Previous genetic studies have revealed that the ID1 gene is a potential downstream target of AR in HCC cells (21). ID1 belongs to the basic helix-loop helix family of genes, which have been detected in multiple malignant tumors. In addition, the expression levels of these genes have been associated with invasive features of cancer (52,53). Increasing evidence has indicated that ID1 is upregulated in HCC samples and induces cellular proliferation. Overexpression of ID1 has been identified as a marker of unfavorable prognoses in HCC patients (54,55). A study by Ao et al (21) demonstrated that the androgen agonist, R1881, increased the migration and invasion of AR-positive HCC cells through the stimulation of ID1. By contrast, the treatment of AR-negative HCC cells with R1881 resulted in no change in the mRNA and protein levels of ID1. These findings suggest that activated AR is important for the induction of ID1. Furthermore, a depletion in ID1 levels has been revealed to attenuate AR-induced cell migration and invasion, which indicates that ID1 is a major mediator of AR-induced cell migration and invasion. However, the mechanism underlying ID1 expression induced by activated AR remains to be elucidated. Chromatin immunoprecipitation assays have revealed that AR does not bind directly to the ID1 promoter, which suggests that the increased in ID1 expression that is induced by AR may be a secondary response (21). Further investigation is required in order to determine the molecular mechanisms underlying AR-induced ID1 expression.
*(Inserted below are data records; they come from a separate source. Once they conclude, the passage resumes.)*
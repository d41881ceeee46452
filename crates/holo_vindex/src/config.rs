//! Immutable lookup-table configuration.

use serde::{Deserialize, Serialize};

use crate::error::VindexError;
use crate::params::{
    bool_from_map, parse_from_columns, required_param, CommonConfig, ReadLock, VindexParams,
    PARAM_BATCH_LOOKUP, PARAM_FROM, PARAM_IGNORE_NULLS, PARAM_READ_LOCK, PARAM_TABLE, PARAM_TO,
};

/// Backing table layout and behavior flags of one lookup vindex.
///
/// This is also the document exported to schema tooling, so the serialized
/// field names are part of the external surface.
#[derive(Debug, Clone, PartialEq, Eq, Serialize, Deserialize)]
pub struct LookupConfig {
    /// Backing table, optionally `keyspace.table`.
    pub table: String,
    /// Value-side columns, in declaration order.
    pub from_columns: Vec<String>,
    /// Keyspace-id column.
    pub to: String,
    #[serde(default, skip_serializing_if = "is_false")]
    pub autocommit: bool,
    #[serde(default, skip_serializing_if = "is_false")]
    pub multi_shard_autocommit: bool,
    /// Inserts carry `on duplicate key update`.
    #[serde(default, skip_serializing_if = "is_false")]
    pub upsert: bool,
    #[serde(default, skip_serializing_if = "is_false")]
    pub ignore_nulls: bool,
    #[serde(default, skip_serializing_if = "is_false")]
    pub batch_lookup: bool,
    #[serde(default, skip_serializing_if = "ReadLock::is_default")]
    pub read_lock: ReadLock,
}

fn is_false(value: &bool) -> bool {
    !*value
}

impl LookupConfig {
    /// Builds the configuration from a vindex option map.
    ///
    /// `upsert` is decided by the vindex type, not by the options: unique
    /// lookups never upsert.
    pub fn from_params(
        params: &VindexParams,
        common: CommonConfig,
        upsert: bool,
    ) -> Result<Self, VindexError> {
        let table = required_param(params, PARAM_TABLE)?.to_string();
        let from_columns = parse_from_columns(required_param(params, PARAM_FROM)?)?;
        let to = required_param(params, PARAM_TO)?.to_string();
        if from_columns
            .iter()
            .any(|column| column.eq_ignore_ascii_case(to.as_str()))
        {
            return Err(VindexError::InvalidParam {
                param: PARAM_TO.to_string(),
                reason: format!("column '{to}' is also listed in 'from'"),
            });
        }

        let read_lock = match params.get(PARAM_READ_LOCK) {
            Some(raw) => ReadLock::parse(raw.trim())?,
            None => ReadLock::default(),
        };

        Ok(Self {
            table,
            from_columns,
            to,
            autocommit: common.autocommit,
            multi_shard_autocommit: common.multi_shard_autocommit,
            upsert,
            ignore_nulls: bool_from_map(params, PARAM_IGNORE_NULLS)?,
            batch_lookup: bool_from_map(params, PARAM_BATCH_LOOKUP)?,
            read_lock,
        })
    }

    /// Keyspace qualifier of the backing table, if any.
    pub fn keyspace(&self) -> Option<&str> {
        self.table.split_once('.').map(|(keyspace, _)| keyspace)
    }

    /// Backing table name without its keyspace qualifier.
    pub fn table_name(&self) -> &str {
        self.table
            .split_once('.')
            .map(|(_, table)| table)
            .unwrap_or(self.table.as_str())
    }

    /// Column used for lookups and verification.
    ///
    /// Multi-column lookups are keyed by their first column on the read path;
    /// writes use every column. Empty when no `from` column is configured.
    pub fn lookup_column(&self) -> &str {
        self.from_columns.first().map(String::as_str).unwrap_or_default()
    }
}
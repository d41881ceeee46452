//! Flat option-map parsing for vindex definitions.
//!
//! Vindexes are declared with a string-keyed map of options. Required keys are
//! validated when the vindex is built; keys nobody recognizes are collected so
//! operators can spot typos without the definition failing to load.

use std::collections::{BTreeMap, BTreeSet};

use serde::{Deserialize, Serialize};

use crate::error::VindexError;

/// Option map attached to a vindex definition.
pub type VindexParams = BTreeMap<String, String>;

pub const PARAM_TABLE: &str = "table";
pub const PARAM_FROM: &str = "from";
pub const PARAM_TO: &str = "to";
pub const PARAM_AUTOCOMMIT: &str = "autocommit";
pub const PARAM_MULTI_SHARD_AUTOCOMMIT: &str = "multi_shard_autocommit";
pub const PARAM_IGNORE_NULLS: &str = "ignore_nulls";
pub const PARAM_BATCH_LOOKUP: &str = "batch_lookup";
pub const PARAM_READ_LOCK: &str = "read_lock";
pub const PARAM_WRITE_ONLY: &str = "write_only";
pub const PARAM_NO_VERIFY: &str = "no_verify";

/// Keys understood by the shared lookup engine.
pub const LOOKUP_COMMON_PARAMS: &[&str] = &[
    PARAM_AUTOCOMMIT,
    PARAM_IGNORE_NULLS,
    PARAM_MULTI_SHARD_AUTOCOMMIT,
    PARAM_READ_LOCK,
    PARAM_TABLE,
    PARAM_FROM,
    PARAM_TO,
    PARAM_BATCH_LOOKUP,
];

/// Keys the `lookup` and `lookup_unique` types add on top of the engine's.
pub const LOOKUP_VINDEX_PARAMS: &[&str] = &[PARAM_NO_VERIFY, PARAM_WRITE_ONLY];

const LOOKUP_PARAM_COUNT: usize = LOOKUP_COMMON_PARAMS.len() + LOOKUP_VINDEX_PARAMS.len();

/// Keys understood by the `lookup` and `lookup_unique` vindex types.
pub const LOOKUP_PARAMS: &[&str] =
    &concat_params::<LOOKUP_PARAM_COUNT>(LOOKUP_COMMON_PARAMS, LOOKUP_VINDEX_PARAMS);

const fn concat_params<const N: usize>(
    head: &[&'static str],
    tail: &[&'static str],
) -> [&'static str; N] {
    let mut out = [""; N];
    let mut i = 0;
    while i < head.len() {
        out[i] = head[i];
        i += 1;
    }
    let mut j = 0;
    while j < tail.len() {
        out[i + j] = tail[j];
        j += 1;
    }
    out
}

/// Lock clause appended to the lookup select inside DML transactions.
#[derive(Debug, Clone, Copy, PartialEq, Eq, Default, Serialize, Deserialize)]
#[serde(rename_all = "snake_case")]
pub enum ReadLock {
    #[default]
    Exclusive,
    Shared,
    None,
}

impl ReadLock {
    pub fn parse(raw: &str) -> Result<Self, VindexError> {
        match raw {
            "exclusive" => Ok(Self::Exclusive),
            "shared" => Ok(Self::Shared),
            "none" => Ok(Self::None),
            other => Err(VindexError::InvalidParam {
                param: PARAM_READ_LOCK.to_string(),
                reason: format!("'{other}' is not one of exclusive, shared, none"),
            }),
        }
    }

    /// SQL suffix for this lock mode, `None` when no lock is taken.
    pub fn sql_suffix(self) -> Option<&'static str> {
        match self {
            Self::Exclusive => Some("for update"),
            Self::Shared => Some("lock in share mode"),
            Self::None => None,
        }
    }

    pub fn is_default(&self) -> bool {
        *self == Self::Exclusive
    }
}

/// Options shared by every lookup vindex type.
#[derive(Debug, Clone, Copy, Default, PartialEq, Eq)]
pub struct CommonConfig {
    pub autocommit: bool,
    pub multi_shard_autocommit: bool,
}

impl CommonConfig {
    pub fn parse(params: &VindexParams) -> Result<Self, VindexError> {
        Ok(Self {
            autocommit: bool_from_map(params, PARAM_AUTOCOMMIT)?,
            multi_shard_autocommit: bool_from_map(params, PARAM_MULTI_SHARD_AUTOCOMMIT)?,
        })
    }
}

/// Reads an optional boolean option. Absent keys read as `false`.
pub fn bool_from_map(params: &VindexParams, key: &str) -> Result<bool, VindexError> {
    match params.get(key).map(String::as_str) {
        None => Ok(false),
        Some("true") => Ok(true),
        Some("false") => Ok(false),
        Some(other) => Err(VindexError::InvalidBool {
            param: key.to_string(),
            value: other.to_string(),
        }),
    }
}

/// Reads a required, non-blank option.
pub fn required_param<'a>(
    params: &'a VindexParams,
    key: &'static str,
) -> Result<&'a str, VindexError> {
    params
        .get(key)
        .map(|value| value.trim())
        .filter(|value| !value.is_empty())
        .ok_or(VindexError::MissingParam { param: key })
}

/// Splits the comma-separated `from` option into column names.
pub fn parse_from_columns(raw: &str) -> Result<Vec<String>, VindexError> {
    let mut columns = Vec::new();
    let mut seen = BTreeSet::new();
    for column in raw.split(',').map(str::trim) {
        if column.is_empty() {
            return Err(VindexError::InvalidParam {
                param: PARAM_FROM.to_string(),
                reason: format!("empty column name in '{raw}'"),
            });
        }
        if !seen.insert(column.to_ascii_lowercase()) {
            return Err(VindexError::InvalidParam {
                param: PARAM_FROM.to_string(),
                reason: format!("duplicate column '{column}'"),
            });
        }
        columns.push(column.to_string());
    }
    Ok(columns)
}

/// Returns the keys of `params` that are not in `known`, sorted.
pub fn find_unknown_params(params: &VindexParams, known: &[&str]) -> Vec<String> {
    params
        .keys()
        .filter(|key| !known.contains(&key.as_str()))
        .cloned()
        .collect()
}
A previous study reported that AR-positive HCC cells are able to grow in the absence of androgen, and that the addition of dihydrotestosterone (DHT) had little effect on AR-induced cell growth (20). Another study, which stably transfected functional AR into AR-negative HCC cells, revealed that cell growth was increased in the absence of androgen (46). These observations indicate that non-androgen-mediated AR signals may also be involved in hepatocarcinogenesis.
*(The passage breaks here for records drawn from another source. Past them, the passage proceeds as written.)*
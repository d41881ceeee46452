//! Write gating for lookup-table writes.
//!
//! A throttler outside this crate decides whether the lookup table's backend
//! can take more writes. The engine asks the gate carried on the context
//! before each create/delete. A gate may await (delay) before answering; a
//! non-OK answer rejects the write.

use std::collections::BTreeMap;

use async_trait::async_trait;
use serde::{Deserialize, Serialize};

use crate::executor::LookupContext;

pub const STATUS_OK: u16 = 200;
pub const STATUS_TOO_MANY_REQUESTS: u16 = 429;
pub const STATUS_NOT_FOUND: u16 = 404;
pub const STATUS_INTERNAL_SERVER_ERROR: u16 = 500;

/// Result for one metric inside a multi-metric check.
#[derive(Debug, Clone, Default, PartialEq, Serialize, Deserialize)]
#[serde(rename_all = "PascalCase")]
pub struct MetricResult {
    pub status_code: u16,
    pub scope: String,
    pub value: f64,
    pub threshold: f64,
    pub message: String,
}

/// Answer from a throttle check.
#[derive(Debug, Clone, Default, PartialEq, Serialize, Deserialize)]
#[serde(rename_all = "PascalCase")]
pub struct CheckResult {
    pub status_code: u16,
    pub value: f64,
    pub threshold: f64,
    pub message: String,
    pub recently_checked: bool,
    #[serde(default)]
    pub metrics: BTreeMap<String, MetricResult>,
}

impl CheckResult {
    pub fn new(status_code: u16, value: f64, threshold: f64, message: impl Into<String>) -> Self {
        Self {
            status_code,
            value,
            threshold,
            message: message.into(),
            ..Self::default()
        }
    }

    pub fn ok() -> Self {
        Self::new(STATUS_OK, 0.0, 0.0, "")
    }

    pub fn error(status_code: u16, message: impl Into<String>) -> Self {
        Self::new(status_code, 0.0, 0.0, message)
    }

    /// Result used when the requested metric is unknown to the throttler.
    pub fn no_such_metric() -> Self {
        Self::error(STATUS_NOT_FOUND, "no such metric")
    }

    pub fn is_ok(&self) -> bool {
        self.status_code == STATUS_OK
    }
}

#[async_trait]
pub trait WriteGate: Send + Sync {
    async fn check_write(&self, ctx: &LookupContext, table: &str) -> CheckResult;
}

/// Gate that always answers with the same result.
#[derive(Debug, Clone)]
pub struct FixedWriteGate {
    result: CheckResult,
}

impl FixedWriteGate {
    pub fn new(result: CheckResult) -> Self {
        Self { result }
    }

    pub fn open() -> Self {
        Self::new(CheckResult::ok())
    }

    /// Gate reporting lag above threshold.
    pub fn throttled(value: f64, threshold: f64) -> Self {
        Self::new(CheckResult::new(
            STATUS_TOO_MANY_REQUESTS,
            value,
            threshold,
            format!("metric value {value} exceeds threshold {threshold}"),
        ))
    }
}

#[async_trait]
impl WriteGate for FixedWriteGate {
    async fn check_write(&self, _ctx: &LookupContext, _table: &str) -> CheckResult {
        self.result.clone()
    }
}

#[cfg(test)]
mod tests {
    use super::*;

    #[test]
    fn only_status_200_is_ok() {
        assert!(CheckResult::ok().is_ok());
        assert!(!CheckResult::no_such_metric().is_ok());
        assert!(!CheckResult::error(STATUS_INTERNAL_SERVER_ERROR, "boom").is_ok());
    }

    #[test]
    fn check_result_json_uses_throttler_field_names() {
        let json = serde_json::to_value(CheckResult::new(429, 3.5, 1.0, "lagging")).unwrap();
        assert_eq!(json["StatusCode"], 429);
        assert_eq!(json["Threshold"], 1.0);
        assert_eq!(json["Message"], "lagging");
        assert_eq!(json["RecentlyChecked"], false);
    }
}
Increasing evidence suggests that HBx is able to enhance AR activity and increase AR-mediated cell transformation in the presence and absence of DHT (39,46), which may explain the higher incidence of male HBV-associated HCC (38). Nie et al (14) revealed that ACh promotes the migration and invasion of HCC cells by activating the AR transcriptional activity and upregulating AR expression. Previous studies have demonstrated that the ACh degradation enzyme, acetylcholinesterase, is downregulated in HCC. This can lead to an increase in the level of ACh, which subsequently activates the ACh receptor (AChR) and promotes the proliferation of HCC cells (56). In addition, Nie et al (14) demonstrated that the expression of AR was upregulated by ACh in a dose-dependent manner in HCC cells, and that the upregulated expression of AR was inhibited by the AChR antagonist, mecamylamine. Furthermore, downregulation of AR was identified to significantly reverse the ACh-induced migration and invasion of HCC cells, which indicates that AR is a major mediator of ACh-induced tumorigenicity. Considering the role of non-androgen-mediated AR signals in hepatocarcinogenesis and the observation that androgen ablation therapy in treating HCC provided inconsistent results (57,58), it may be hypothesized that the AR, rather than androgens, represent an improved therapeutic approach to target HCC.